We are currently evaluating Nomad for our application scheduling needs. Of most interest is the “distributed cron” feature which we have implemented with periodic jobs. Our current setup consists of both Windows and Linux operating systems with a mixture of persistant services and what I would call “daily services”- these are jobs that we would restart on a daily basis with precise downtimes with timings that may vary per application. This is currently managed in crontab (or task scheduler on Windows) where there is a start job and a stop job (typically just a kill signal).

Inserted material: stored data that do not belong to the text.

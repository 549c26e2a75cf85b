//! List command: show loaded videos.

use crate::cli::Output;
use crate::config::Settings;
use crate::orchestrator::Orchestrator;

pub async fn run_list(settings: Settings) -> anyhow::Result<()> {
    let orchestrator = Orchestrator::new(settings)?;
    let db = orchestrator.database();

    let videos = db.list_videos()?;
    if videos.is_empty() {
        Output::info("No videos loaded yet. Use `grasp load <url>` to get started.");
        return Ok(());
    }

    Output::header("Loaded videos");
    for video in videos {
        let chunks = db.chunk_count(&video.id)?;
        Output::video_info(&video.title, &video.id, chunks, video.duration);
    }

    Ok(())
}
//! CLI module for Grasp.

pub mod commands;
mod output;

pub use output::Output;

use clap::{Parser, Subcommand};

/// Grasp - Learn from videos
///
/// Load a video's transcript, ask questions anchored to your playback
/// position, and keep timestamped notes.
#[derive(Parser, Debug)]
#[command(name = "grasp")]
#[command(version, about, long_about = None)]
pub struct Cli {
    /// Increase verbosity (-v for debug, -vv for trace)
    #[arg(short, long, action = clap::ArgAction::Count, global = true)]
    pub verbose: u8,

    /// Path to configuration file
    #[arg(short, long, global = true)]
    pub config: Option<String>,

    #[command(subcommand)]
    pub command: Commands,
}

#[derive(Subcommand, Debug)]
pub enum Commands {
    /// Load a video's transcript and index it for chat
    Load {
        /// YouTube URL or bare video ID
        url: String,

        /// Force re-loading even if already indexed
        #[arg(short, long)]
        force: bool,
    },

    /// Ask a question about a loaded video
    Ask {
        /// Video ID
        video_id: String,

        /// The question to ask
        question: String,

        /// Current playback position in seconds
        #[arg(long, default_value = "0")]
        at: f64,
    },

    /// List loaded videos
    List,

    /// Delete a video and everything derived from it
    Delete {
        /// Video ID
        video_id: String,
    },

    /// Re-embed and re-index a video's chunks
    Reindex {
        /// Video ID
        video_id: String,
    },

    /// Start the HTTP API server
    Serve {
        /// Host to bind to
        #[arg(long, default_value = "127.0.0.1")]
        host: String,

        /// Port to bind to
        #[arg(short, long, default_value = "8000")]
        port: u16,
    },

    /// Manage configuration
    Config {
        #[command(subcommand)]
        action: ConfigAction,
    },
}

#[derive(Subcommand, Debug)]
pub enum ConfigAction {
    /// Show current configuration
    Show,

    /// Show configuration file path
    Path,
}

I am trying to work out how best to migrate this style of job to Nomad. I have been using sysbatch scheduler with the periodic stanza to replicate this behaviour. This works well for starting a job but I don’t have a clear solution for stopping the job. The potential solutions I have in mind are:
Create separate “start” and “stop” periodic jobs in Nomad with the stop jobs running a kill signal at a given time. The downside is that I will also need to make sure that the restart policy of the “start” job does not cause it to be restarted by Nomad
Use the kill_timeout parameter in the task stanza to have the task end at a given time - we are running these kind of tasks over the course of a day so this would be quite long and doesn’t seem to be the intended use of this feature. This would also require us to always convert a fixed end time to a duration which is a potential source of error.

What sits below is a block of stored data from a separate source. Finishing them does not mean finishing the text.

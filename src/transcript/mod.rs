//! Transcript acquisition and the timed-segment model.
//!
//! A transcript arrives as an ordered sequence of timed caption segments;
//! everything downstream (chunking, indexing, retrieval) works from these.

mod youtube;

pub use youtube::YoutubeCaptions;

use crate::error::Result;
use async_trait::async_trait;
use regex::Regex;
use serde::{Deserialize, Serialize};

/// A single timed caption segment as supplied by the transcript source.
#[derive(Debug, Clone, Serialize, Deserialize)]
pub struct TranscriptSegment {
    /// Caption text.
    pub text: String,
    /// Start time in seconds.
    pub start: f64,
    /// Duration in seconds.
    pub duration: f64,
}

impl TranscriptSegment {
    /// Create a new segment.
    pub fn new(text: impl Into<String>, start: f64, duration: f64) -> Self {
        Self {
            text: text.into(),
            start,
            duration,
        }
    }

    /// End time of this segment in seconds.
    pub fn end(&self) -> f64 {
        self.start + self.duration
    }
}

/// A fetched transcript with its video metadata.
#[derive(Debug, Clone)]
pub struct VideoTranscript {
    /// The 11-character video identifier.
    pub video_id: String,
    /// Video title.
    pub title: String,
    /// Total video duration in seconds.
    pub duration_seconds: i64,
    /// Ordered caption segments.
    pub segments: Vec<TranscriptSegment>,
}

impl VideoTranscript {
    /// Full transcript text (concatenated segments).
    pub fn full_text(&self) -> String {
        self.segments
            .iter()
            .map(|s| s.text.trim())
            .filter(|t| !t.is_empty())
            .collect::<Vec<_>>()
            .join(" ")
    }
}

/// Trait for transcript acquisition backends.
#[async_trait]
pub trait TranscriptSource: Send + Sync {
    /// Fetch the transcript and metadata for a video.
    async fn fetch(&self, video_id: &str) -> Result<VideoTranscript>;
}

/// Extract a video ID from a URL or bare ID.
///
/// Accepts `watch?v=`, `youtu.be/`, `embed/`, `shorts/` URL forms and bare
/// 11-character IDs.
pub fn extract_video_id(input: &str) -> Option<String> {
    let re = Regex::new(
        r"(?x)
        (?:
            (?:https?://)?
            (?:www\.)?
            (?:youtube\.com/watch\?v=|youtu\.be/|youtube\.com/embed/|youtube\.com/shorts/)
            ([a-zA-Z0-9_-]{11})
        )
        |
        ^([a-zA-Z0-9_-]{11})$
    ",
    )
    .expect("Invalid regex");

    let caps = re.captures(input.trim())?;
    caps.get(1)
        .or_else(|| caps.get(2))
        .map(|m| m.as_str().to_string())
}

#[cfg(test)]
mod tests {
    use super::*;

    #[test]
    fn test_extract_video_id_urls() {
        let id = "dQw4w9WgXcQ";
        let inputs = [
            "https://www.youtube.com/watch?v=dQw4w9WgXcQ",
            "https://youtu.be/dQw4w9WgXcQ",
            "youtube.com/embed/dQw4w9WgXcQ",
            "https://www.youtube.com/shorts/dQw4w9WgXcQ",
            "dQw4w9WgXcQ",
        ];

        for input in inputs {
            assert_eq!(extract_video_id(input).as_deref(), Some(id), "{}", input);
        }
    }

    #[test]
    fn test_extract_video_id_with_extra_params() {
        assert_eq!(
            extract_video_id("https://www.youtube.com/watch?v=dQw4w9WgXcQ&t=42s").as_deref(),
            Some("dQw4w9WgXcQ")
        );
    }

    #[test]
    fn test_extract_video_id_rejects_garbage() {
        assert_eq!(extract_video_id("not a url"), None);
        assert_eq!(extract_video_id("https://example.com/watch?v=abc"), None);
        assert_eq!(extract_video_id(""), None);
    }

    #[test]
    fn test_segment_end() {
        let seg = TranscriptSegment::new("hi", 3.0, 2.0);
        assert_eq!(seg.end(), 5.0);
    }

    #[test]
    fn test_full_text_skips_empty_segments() {
        let t = VideoTranscript {
            video_id: "x".into(),
            title: "t".into(),
            duration_seconds: 10,
            segments: vec![
                TranscriptSegment::new("Hello", 0.0, 2.0),
                TranscriptSegment::new("   ", 2.0, 1.0),
                TranscriptSegment::new("world", 3.0, 2.0),
            ],
        };
        assert_eq!(t.full_text(), "Hello world");
    }
}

Make changes to our applications to fit more of a “service” style without the need for daily restarts. This is feasible for some but not all of our stack as there are legacy elements
Run the jobs as a service but still have a daily (periodic) stop job and use the delay parameter in the restart stanza to emulate downtime
Ideally I am looking for something like an endtime parameter where the job terminates at a specific time however this doesn’t appear to exist - I fear I am either misunderstanding something or am missing some documentation.
Does anyone have any experience with similar kind of jobs or have any advice on best approach here?
We have found nothing outside of what has been presented already. Here are the possible solutions that I’ve brainstormed - none of them are that great as they don’t address things like holidays or unexpected maintenance.
A cronjob that runs and stops jobs configured as a nomad batch job. Possibly the data for stop timings can be in nomad meta tags to keep a single source of truth.
A external service which we need to build which keeps track of what should be running and when and uses API calls to stop / start.
Re-writing the apps to stop at a certain time.
Using the autoscaler cron plugin to write something that scales to 0 outside of the window.
Although I am not super far along in my Nomad journey I totally agree that this would be a great thing to have!
Hi @stanislav.kobylansky , I have settled on a similar solution. I have yet to deploy in a production environment however. My solution is:
Create a periodic job that starts the job on a schedule
Create a second periodic job that stops all “child” jobs for a given periodic job.
This seems to work fairly well in our test environment but adds the overhead of having to create a separate periodic job for stopping and also having to configure start and end times in different places.
I created a crude bash script to make it easier to stop a given periodic job as it requires you to find all running “child” jobs and stop them. It susceptible to changes in the output of the nomad client so its somewhat fragile long-term. It has so far seemed to work ok for us in our test environment.
#!/usr/bin/env bash
IFS=$'\n'
RUNNING_JOBS=( $(nomad job status ${1} | grep "periodic-.* running" | awk '{print $1}') )
if [ $? -eq 0 ]; then
echo OK
else
# curl -H - send alert
echo FAIL
exit 1
fi
echo ${RUNNING_JOBS[*]}
RET=0
for JOB in "${RUNNING_JOBS[@]}"
do
echo "${JOB}"
nomad job stop ${JOB}
if [ $? -eq 0 ]; then
TEXT="Nomad: Stopped ${JOB} (${1})"
# curl -H - send alert
echo OK
else
TEXT="Nomad: Failed to stop ${JOB} (${1})"
# curl -H - send alert
RET=1
echo FAIL
fi
done